» **DATA FOR PROCESSING**:
//! Ollama client for embeddings. Wraps ollama-rs behind the [`Embedder`] trait.

use std::time::Duration;

use async_trait::async_trait;
use ollama_rs::generation::embeddings::request::{EmbeddingsInput, GenerateEmbeddingsRequest};
use ollama_rs::Ollama;
use thiserror::Error;

use crate::embeddings::{EmbedError, Embedder, Embedding};

pub const DEFAULT_EMBED_MODEL: &str = "all-minilm";
pub const DEFAULT_BASE_URL: &str = "http://localhost:11434";
pub const DEFAULT_TIMEOUT_SECS: u64 = 60;

/// Thin wrapper around Ollama's embedding endpoint.
#[derive(Debug, Clone)]
pub struct OllamaClient {
    inner: Ollama,
    embed_model: String,
    timeout: Duration,
    dimension: Option<usize>,
}

impl OllamaClient {
    /// Create from URL string, e.g. `http://localhost:11434`.
    pub fn from_url(url: &str) -> Result<Self, OllamaError> {
        let inner = Ollama::try_new(url).map_err(OllamaError::ParseUrl)?;
        Ok(Self {
            inner,
            embed_model: DEFAULT_EMBED_MODEL.to_string(),
            timeout: Duration::from_secs(DEFAULT_TIMEOUT_SECS),
            dimension: None,
        })
    }

    /// Set the embedding model (e.g. `all-minilm`, `nomic-embed-text`).
    pub fn with_embed_model(mut self, model: impl Into<String>) -> Self {
        self.embed_model = model.into();
        self
    }

    /// Upper bound for one embedding request.
    pub fn with_timeout(mut self, timeout: Duration) -> Self {
        self.timeout = timeout;
        self
    }

    /// Declares the model's output dimension so empty indexes can be sized up front.
    pub fn with_dimension(mut self, dimension: usize) -> Self {
        self.dimension = Some(dimension);
        self
    }

    pub fn embed_model(&self) -> &str {
        &self.embed_model
    }

    /// Embed multiple strings in one call. Returns one embedding per input.
    pub async fn embed_batch(&self, texts: &[String]) -> Result<Vec<Embedding>, OllamaError> {
        if texts.is_empty() {
            return Ok(Vec::new());
        }
        let req = GenerateEmbeddingsRequest::new(
            self.embed_model.clone(),
            EmbeddingsInput::Multiple(texts.to_vec()),
        );
        let res = tokio::time::timeout(self.timeout, self.inner.generate_embeddings(req))
            .await
            .map_err(|_| OllamaError::Timeout(self.timeout))?
            .map_err(OllamaError::Request)?;
        if res.embeddings.len() != texts.len() {
            return Err(OllamaError::Count {
                expected: texts.len(),
                actual: res.embeddings.len(),
            });
        }
        Ok(res.embeddings)
    }
}

#[async_trait]
impl Embedder for OllamaClient {
    async fn encode(&self, texts: &[String]) -> Result<Vec<Embedding>, EmbedError> {
        self.embed_batch(texts).await.map_err(EmbedError::from)
    }

    fn dimension(&self) -> Option<usize> {
        self.dimension
    }
}

#[derive(Debug, Error)]
pub enum OllamaError {
    #[error("invalid Ollama URL: {0}")]
    ParseUrl(#[from] url::ParseError),
    #[error("Ollama request failed: {0}")]
    Request(#[from] ollama_rs::error::OllamaError),
    #[error("Ollama request timed out after {0:?}")]
    Timeout(Duration),
    #[error("Ollama returned {actual} embeddings for {expected} inputs")]
    Count { expected: usize, actual: usize },
}

impl From<OllamaError> for EmbedError {
    fn from(e: OllamaError) -> Self {
        match e {
            OllamaError::Timeout(d) => EmbedError::Timeout(d.as_secs()),
            OllamaError::Count { expected, actual } => {
                EmbedError::CountMismatch { expected, actual }
            }
            other => EmbedError::Provider(other.to_string()),
        }
    }
}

» **ACTIVITY**:
All lines from the top of the data through the line containing "pub const DEFAULT_EMBED_MODEL: &str" need to be retyped exactly, and nothing more.

» **EXPECTED OUTPUT**:
//! Ollama client for embeddings. Wraps ollama-rs behind the [`Embedder`] trait.

use std::time::Duration;

use async_trait::async_trait;
use ollama_rs::generation::embeddings::request::{EmbeddingsInput, GenerateEmbeddingsRequest};
use ollama_rs::Ollama;
use thiserror::Error;

use crate::embeddings::{EmbedError, Embedder, Embedding};

pub const DEFAULT_EMBED_MODEL: &str = "all-minilm";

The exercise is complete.